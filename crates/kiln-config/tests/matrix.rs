//! End-to-end tests for build-matrix expansion.

use kiln_config::{
    expand, ConfigError, ConstantValue, Environment, FormatKind, PackageMetadata, Resolver,
    TransformStep,
};
use serde_json::json;

fn environment(pairs: &[(&str, &str)]) -> Environment {
    let mut vars = vec![("TARGET".to_string(), "core".to_string())];
    vars.extend(pairs.iter().map(|(k, v)| (k.to_string(), v.to_string())));
    Environment::from_vars(vars).expect("environment")
}

fn core_package() -> PackageMetadata {
    PackageMetadata::from_value(json!({
        "name": "@kiln/core",
        "types": "dist/core.d.ts",
        "dependencies": { "@kiln/shared": "3.2.0" },
        "peerDependencies": { "postcss": "^8.0" },
        "devDependencies": { "typescript": "^5.0" },
        "buildOptions": {
            "name": "Kiln",
            "formats": [
                "esm-bundler",
                "esm-browser",
                "cjs",
                "global",
                "esm-bundler-runtime",
                "esm-browser-runtime",
                "global-runtime"
            ]
        }
    }))
    .expect("package metadata")
}

#[test]
fn one_baseline_per_format_with_unique_paths() {
    let pkg = core_package();
    let env = environment(&[]);
    let resolver = Resolver::new(&pkg, &env, "3.2.0");

    let units = expand(&resolver).expect("expand");
    assert_eq!(units.len(), 7);

    let mut files: Vec<_> = units.iter().map(|u| u.file.clone()).collect();
    files.sort();
    files.dedup();
    assert_eq!(files.len(), 7, "output paths must be unique");
}

#[test]
fn declarations_emitted_at_most_once_per_run() {
    let pkg = core_package();
    let env = environment(&[("TYPES", "1"), ("NODE_ENV", "production")]);
    let resolver = Resolver::new(&pkg, &env, "3.2.0");

    let units = expand(&resolver).expect("expand");
    assert!(units.len() > 7, "production variants expected");
    let emitting = units.iter().filter(|u| u.emit_declarations).count();
    assert_eq!(emitting, 1);
    assert!(units[0].emit_declarations, "first descriptor claims the slot");
}

#[test]
fn production_expansion_order() {
    let pkg = PackageMetadata::from_value(json!({
        "name": "@kiln/core",
        "buildOptions": { "name": "Kiln" }
    }))
    .expect("package metadata");
    let env = environment(&[("FORMATS", "cjs,global"), ("NODE_ENV", "production")]);
    let resolver = Resolver::new(&pkg, &env, "3.2.0");

    let units = expand(&resolver).expect("expand");
    let files: Vec<_> = units.iter().map(|u| u.file.display().to_string()).collect();
    assert_eq!(
        files,
        [
            "dist/core.cjs.js",
            "dist/core.global.js",
            "dist/core.cjs.prod.js",
            "dist/core.global.prod.js",
        ]
    );

    // Production cjs stays unminified; production global is minified.
    let prod_cjs = &units[2];
    let prod_global = &units[3];
    assert!(!prod_cjs
        .steps
        .iter()
        .any(|s| matches!(s, TransformStep::Minify(_))));
    assert!(matches!(
        prod_global.steps.last(),
        Some(TransformStep::Minify(opts)) if !opts.module && opts.ecma == 2015 && opts.safari10
    ));
    assert!(prod_global.flags.production);
}

#[test]
fn externals_per_format_category() {
    let pkg = core_package();
    let env = environment(&[]);
    let resolver = Resolver::new(&pkg, &env, "3.2.0");

    let units = expand(&resolver).expect("expand");
    let global = units
        .iter()
        .find(|u| u.format == FormatKind::Global)
        .expect("global unit");
    assert_eq!(
        global.external,
        [
            "source-map-js",
            "@babel/parser",
            "estree-walker",
            "entities/lib/decode.js"
        ]
    );

    let cjs = units
        .iter()
        .find(|u| u.format == FormatKind::Cjs)
        .expect("cjs unit");
    assert_eq!(
        cjs.external,
        ["@kiln/shared", "postcss", "path", "url", "stream"]
    );
}

#[test]
fn constant_override_applies_to_every_unit() {
    let pkg = core_package();
    let env = environment(&[("__FEATURE_OPTIONS_API__", "false")]);
    let resolver = Resolver::new(&pkg, &env, "3.2.0");

    let units = expand(&resolver).expect("expand");
    for unit in &units {
        assert_eq!(
            unit.constants.get("__FEATURE_OPTIONS_API__"),
            Some(&ConstantValue::Expr("false".into())),
            "override must win for {}",
            unit.format
        );
    }
}

#[test]
fn unknown_format_yields_zero_descriptors() {
    let pkg = core_package();
    let env = environment(&[("FORMATS", "bogus-format")]);
    let resolver = Resolver::new(&pkg, &env, "3.2.0");

    let err = expand(&resolver).expect_err("must fail");
    assert!(matches!(err, ConfigError::UnknownFormat(name) if name == "bogus-format"));
}

#[test]
fn expansion_is_deterministic() {
    let pkg = core_package();
    let env = environment(&[("NODE_ENV", "production"), ("TYPES", "1"), ("COMMIT", "abc1234")]);
    let resolver = Resolver::new(&pkg, &env, "3.2.0");

    let first = expand(&resolver).expect("expand");
    let second = expand(&resolver).expect("expand");
    assert_eq!(first, second);
}

#[test]
fn compat_package_uses_esm_entries_and_suppression_set() {
    let pkg = PackageMetadata::from_value(json!({
        "name": "@kiln/compat",
        "buildOptions": {
            "name": "Kiln",
            "filename": "kiln-compat",
            "compat": true,
            "formats": ["esm-bundler", "cjs"]
        }
    }))
    .expect("package metadata");
    let env = environment(&[]);
    let resolver = Resolver::new(&pkg, &env, "3.2.0");

    let units = expand(&resolver).expect("expand");
    let esm = &units[0];
    assert_eq!(esm.entry.display().to_string(), "src/esm-index.ts");
    assert!(esm.flags.compat_build);
    // Compat builds are browser builds for externalization purposes.
    assert_eq!(esm.external, [
        "source-map-js",
        "@babel/parser",
        "estree-walker",
        "entities/lib/decode.js"
    ]);

    let cjs = &units[1];
    assert_eq!(cjs.entry.display().to_string(), "src/index.ts");
}
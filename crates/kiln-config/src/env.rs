//! Build environment resolved once at startup.
//!
//! The environment is captured from process variables exactly once and never
//! mutated afterwards. Parsing takes an iterator of pairs rather than reading
//! `std::env` directly so tests never touch the real process environment.

use rustc_hash::FxHashMap;
use tracing::debug;

use crate::constants;
use crate::error::{ConfigError, Result};

/// Variables understood by the engine. Anything else whose name matches a
/// declared constant becomes a constant override.
pub const TARGET: &str = "TARGET";
pub const FORMATS: &str = "FORMATS";
pub const NODE_ENV: &str = "NODE_ENV";
pub const PROD_ONLY: &str = "PROD_ONLY";
pub const SOURCE_MAP: &str = "SOURCE_MAP";
pub const TYPES: &str = "TYPES";
pub const COMMIT: &str = "COMMIT";

/// Immutable per-run environment.
#[derive(Debug, Clone)]
pub struct Environment {
    /// Package selected for this run.
    pub target: String,

    /// Requested format names, if the run overrides the package defaults.
    /// Kept as raw strings so the unknown-format error can carry the
    /// offending name.
    pub formats: Option<Vec<String>>,

    /// `NODE_ENV=production`: expand production variants.
    pub production: bool,

    /// Skip the baseline (development) descriptors entirely.
    pub prod_only: bool,

    /// Emit source maps alongside each artifact.
    pub source_map: bool,

    /// Emit type declarations (once per run, see the descriptor factory).
    pub emit_types: bool,

    /// Commit identifier substituted as `__COMMIT__`.
    pub commit: String,

    /// Constant overrides: any variable named after a declared constant,
    /// captured verbatim. Applied last when a constant table is built.
    pub overrides: FxHashMap<String, String>,
}

impl Environment {
    /// Resolve the environment from an iterator of `(name, value)` pairs.
    ///
    /// A missing or empty `TARGET` is the fatal startup misconfiguration;
    /// everything else has a default.
    pub fn from_vars<I, K, V>(vars: I) -> Result<Self>
    where
        I: IntoIterator<Item = (K, V)>,
        K: Into<String>,
        V: Into<String>,
    {
        let mut map: FxHashMap<String, String> = vars
            .into_iter()
            .map(|(k, v)| (k.into(), v.into()))
            .collect();

        let target = map
            .remove(TARGET)
            .filter(|t| !t.is_empty())
            .ok_or(ConfigError::MissingTarget)?;

        let formats = map.remove(FORMATS).map(|list| {
            list.split(',')
                .map(str::trim)
                .filter(|f| !f.is_empty())
                .map(str::to_string)
                .collect()
        });

        let production = map.get(NODE_ENV).is_some_and(|v| v.as_str() == "production");
        let prod_only = map.get(PROD_ONLY).is_some_and(|v| !v.is_empty());
        let source_map = map.get(SOURCE_MAP).is_some_and(|v| !v.is_empty());
        let emit_types = map.contains_key(TYPES);
        let commit = map.remove(COMMIT).unwrap_or_else(|| "dev".to_string());

        let overrides: FxHashMap<String, String> = map
            .into_iter()
            .filter(|(name, _)| constants::is_declared(name))
            .collect();

        for (name, value) in &overrides {
            debug!(constant = %name, %value, "constant override from environment");
        }

        Ok(Self {
            target,
            formats,
            production,
            prod_only,
            source_map,
            emit_types,
            commit,
            overrides,
        })
    }

    /// Whether the `__DEV__` constant is forced off for this run.
    pub fn dev_forced_off(&self) -> bool {
        self.overrides
            .get(constants::DEV)
            .is_some_and(|v| v.as_str() == "false")
    }
}
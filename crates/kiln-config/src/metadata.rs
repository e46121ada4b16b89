//! Package metadata types.
//!
//! These are deserialized straight from a package's `package.json`. Only the
//! fields the resolver consults are modeled; everything else in the manifest
//! is ignored. Loading from disk is the caller's job - the engine never
//! touches the filesystem.

use std::collections::BTreeMap;

use serde::Deserialize;
use serde_json::Value;

/// The slice of `package.json` the resolution engine cares about.
///
/// Dependency maps keep only their key sets semantically; the version
/// requirement strings are carried but never inspected. `BTreeMap` keeps
/// name iteration order deterministic regardless of manifest key order.
#[derive(Debug, Clone, Default, Deserialize)]
#[serde(rename_all = "camelCase")]
pub struct PackageMetadata {
    pub name: String,

    #[serde(default)]
    pub version: Option<String>,

    #[serde(default)]
    pub dependencies: BTreeMap<String, String>,

    #[serde(default)]
    pub peer_dependencies: BTreeMap<String, String>,

    #[serde(default)]
    pub dev_dependencies: BTreeMap<String, String>,

    /// Path to the type-declarations entry point, if the package ships one.
    #[serde(default)]
    pub types: Option<String>,

    #[serde(default)]
    pub build_options: BuildOptions,
}

/// The `buildOptions` record of a package manifest.
#[derive(Debug, Clone, Deserialize)]
#[serde(rename_all = "camelCase")]
pub struct BuildOptions {
    /// Global export name for IIFE builds.
    #[serde(default)]
    pub name: Option<String>,

    /// Output file stem override. Defaults to the unscoped package name.
    #[serde(default)]
    pub filename: Option<String>,

    /// Format names this package builds by default. Overridable per run
    /// via the environment's format list.
    #[serde(default)]
    pub formats: Vec<String>,

    /// `false` opts the package out of production variants entirely.
    #[serde(default = "default_true")]
    pub prod: bool,

    /// Compat packages must expose both a default export and named exports,
    /// which requires dedicated ESM entry files.
    #[serde(default)]
    pub compat: bool,

    /// When set, non-browser code paths are kept and node-style dependency
    /// bundling is enabled even for browser formats.
    #[serde(default)]
    pub enable_non_browser_branches: bool,
}

impl Default for BuildOptions {
    fn default() -> Self {
        Self {
            name: None,
            filename: None,
            formats: Vec::new(),
            prod: true,
            compat: false,
            enable_non_browser_branches: false,
        }
    }
}

fn default_true() -> bool {
    true
}

impl PackageMetadata {
    /// Create from an already-parsed `serde_json::Value`.
    pub fn from_value(value: Value) -> Result<Self, serde_json::Error> {
        serde_json::from_value(value)
    }

    /// Package name with any `@scope/` prefix stripped.
    pub fn unscoped_name(&self) -> &str {
        match self.name.rsplit_once('/') {
            Some((_, bare)) => bare,
            None => &self.name,
        }
    }

    /// Output file stem for this package.
    pub fn filename(&self) -> &str {
        self.build_options
            .filename
            .as_deref()
            .unwrap_or_else(|| self.unscoped_name())
    }

    /// The server-rendering package gets SSR support unconditionally.
    pub fn is_server_renderer(&self) -> bool {
        self.unscoped_name().contains("server-renderer")
    }

    /// The single-file-component compiler needs a commonjs-ignore list for
    /// the template engines it requires dynamically.
    pub fn is_sfc_compiler(&self) -> bool {
        self.unscoped_name() == "compiler-sfc"
    }

    /// Names of declared runtime dependencies, in deterministic order.
    pub fn dependency_names(&self) -> impl Iterator<Item = &str> {
        self.dependencies.keys().map(String::as_str)
    }

    /// Names of declared peer dependencies, in deterministic order.
    pub fn peer_dependency_names(&self) -> impl Iterator<Item = &str> {
        self.peer_dependencies.keys().map(String::as_str)
    }

    /// Names of declared dev dependencies, in deterministic order.
    pub fn dev_dependency_names(&self) -> impl Iterator<Item = &str> {
        self.dev_dependencies.keys().map(String::as_str)
    }
}

#[cfg(test)]
mod tests {
    use super::*;
    use serde_json::json;

    #[test]
    fn from_value_parses_manifest() {
        let pkg = PackageMetadata::from_value(json!({
            "name": "@kiln/runtime-dom",
            "version": "3.2.0",
            "dependencies": { "@kiln/shared": "3.2.0" },
            "types": "dist/runtime-dom.d.ts",
            "buildOptions": {
                "name": "KilnDOM",
                "formats": ["esm-bundler", "cjs", "global"]
            }
        }))
        .unwrap();

        assert_eq!(pkg.unscoped_name(), "runtime-dom");
        assert_eq!(pkg.filename(), "runtime-dom");
        assert_eq!(pkg.build_options.name.as_deref(), Some("KilnDOM"));
        assert!(pkg.build_options.prod);
        assert!(!pkg.build_options.compat);
    }

    #[test]
    fn filename_override_wins() {
        let pkg = PackageMetadata::from_value(json!({
            "name": "@kiln/compat",
            "buildOptions": { "filename": "kiln-compat", "compat": true }
        }))
        .unwrap();

        assert_eq!(pkg.filename(), "kiln-compat");
        assert!(pkg.build_options.compat);
    }

    #[test]
    fn prod_opt_out_deserializes() {
        let pkg = PackageMetadata::from_value(json!({
            "name": "@kiln/template-explorer",
            "buildOptions": { "prod": false }
        }))
        .unwrap();

        assert!(!pkg.build_options.prod);
    }

    #[test]
    fn special_package_detection() {
        let sfc = PackageMetadata {
            name: "@kiln/compiler-sfc".into(),
            ..Default::default()
        };
        let ssr = PackageMetadata {
            name: "@kiln/server-renderer".into(),
            ..Default::default()
        };

        assert!(sfc.is_sfc_compiler());
        assert!(!sfc.is_server_renderer());
        assert!(ssr.is_server_renderer());
        assert!(!ssr.is_sfc_compiler());
    }
}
------------------------------------------------------------------------
Search the listing for "captured" and copy each line holding it.

//! The environment is captured from process variables exactly once and never
    /// captured verbatim. Applied last when a constant table is built.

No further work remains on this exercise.